Our research fellows investigate the plurality, changeability, and global connectedness of Muslim cultures and societies past and present. In a comparative way, they examine concepts, practices, and institutions variously understood as Islamic.
Geographically, the Graduate School covers a broad spectrum: in addition to the Middle East, our research focuses on sub-Saharan Africa; Central, South, and Southeast Asia; and the Muslim diaspora in Europe and North America.
The Graduate School systematically connects cultural, historical, and social-scientific approaches to research. This is reflected in the multidisciplinary composition of researchers and research projects.
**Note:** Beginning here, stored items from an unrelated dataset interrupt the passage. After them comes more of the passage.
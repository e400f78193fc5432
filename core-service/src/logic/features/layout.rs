//! Feature Layout - Frozen Feature Schema
//!
//! **CRITICAL: the schema captured at training is the only valid layout at
//! inference.**
//!
//! ## Rules (NEVER break these):
//! 1. Columns are named; order is the order captured from the training frame
//! 2. Inference vectors are reindexed onto the frozen schema, never the reverse
//! 3. Any change to how columns are derived → increment FEATURE_VERSION
//!
//! The layout hash travels with every vector and with the persisted registry
//! so a drifted layout is caught before it reaches a model.

use crc32fast::Hasher;
use serde::{Deserialize, Serialize};

use crate::logic::error::FusionError;

// ============================================================================
// FEATURE VERSION
// ============================================================================

/// Current feature derivation version
/// MUST be incremented when column derivation changes
pub const FEATURE_VERSION: u8 = 1;

// ============================================================================
// COLUMN NAMES
// ============================================================================

/// Numeric columns every record produces, in frozen order
pub const BASE_COLUMNS: &[&str] = &[
    "Source IP",         // 0: IPv4 as u32
    "Destination IP",    // 1: IPv4 as u32
    "Timestamp",         // 2: epoch seconds, truncated
    "Attack Severity",   // 3: ordinal 0-4
    "Data Exfiltrated",  // 4: 0/1
];

/// One-hot user agent columns, present when the training frame had user agents
pub const USER_AGENT_COLUMNS: &[&str] = &[
    "Browser_Chrome",
    "Browser_Firefox",
    "Browser_Safari",
    "Device_Mobile",
    "Device_Desktop",
    "Device_Tablet",
];

/// Prefix of one-hot response action columns
pub const RESPONSE_ACTION_PREFIX: &str = "Response Action_";

pub fn response_action_column(action: &str) -> String {
    format!("{}{}", RESPONSE_ACTION_PREFIX, action)
}

// ============================================================================
// FEATURE SCHEMA
// ============================================================================

/// Ordered list of column names a model registry expects
#[derive(Debug, Clone, PartialEq, Eq, Serialize, Deserialize)]
pub struct FeatureSchema {
    pub version: u8,
    pub columns: Vec<String>,
}

impl FeatureSchema {
    pub fn new(columns: Vec<String>) -> Self {
        Self {
            version: FEATURE_VERSION,
            columns,
        }
    }

    pub fn len(&self) -> usize {
        self.columns.len()
    }

    pub fn is_empty(&self) -> bool {
        self.columns.is_empty()
    }

    /// CRC32 over version + column names in order
    pub fn hash(&self) -> u32 {
        let mut hasher = Hasher::new();
        hasher.update(&[self.version]);

        for name in &self.columns {
            hasher.update(name.as_bytes());
            hasher.update(&[0]); // Separator
        }

        hasher.finalize()
    }

    /// Column index by name (O(n) but columns are few)
    pub fn index_of(&self, name: &str) -> Option<usize> {
        self.columns.iter().position(|c| c == name)
    }

    pub fn column(&self, index: usize) -> Option<&str> {
        self.columns.get(index).map(String::as_str)
    }

    /// Response action categories frozen into this schema
    pub fn response_actions(&self) -> impl Iterator<Item = &str> {
        self.columns
            .iter()
            .filter_map(|c| c.strip_prefix(RESPONSE_ACTION_PREFIX))
    }

    /// Check a vector's width and hash against this schema
    pub fn check(&self, width: usize, hash: u32) -> Result<(), FusionError> {
        let expected_hash = self.hash();
        if width != self.len() || hash != expected_hash {
            return Err(FusionError::SchemaMismatch {
                expected_columns: self.len(),
                expected_hash,
                actual_columns: width,
                actual_hash: hash,
            });
        }
        Ok(())
    }
}

// ============================================================================
// TESTS
// ============================================================================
We offer supervision of doctoral projects in the following disciplines:
- Arabic Studies,
- Asian and African Studies,
- Central Asian Studies,
- Human Geography,
- Islamic Studies,
- Iranian Studies,
- Political Science,
- Semitic Studies,
- Social and Cultural Anthropology,
- South and Southeast Asian Studies,
- Southeast European History.
Research projects at our Graduate School address in particular strategies of dealing with diversity, difference, and distinction in a wide range of fields, be they religious, cultural, ethnic, social, economic, or political. They do this through one or more of the three focal areas of texts, objects, and practices.
Texts form an important nexus through which diversity is negotiated within Muslim communities and societies. This negotiation occurs at all stages of textual production as well as during the reception and re-use of textual material. We understand the concept of text in a broad way: orally transmitted, written, or alternating between both modes.
Objects can be used as key points of entry into understanding the ways in which Muslim communities deal with diversity and difference. This includes analysing material culture with reference to its discursive function as well as investigating the role of objects in social interactions.
Our research in this area explores broader questions of power relations and the way these might affect various actors’ approaches to dealing with diversity. Possible research topics include perceptions of difference, individual strategies of dealing with diversity, and practices of enacting difference and hybridity.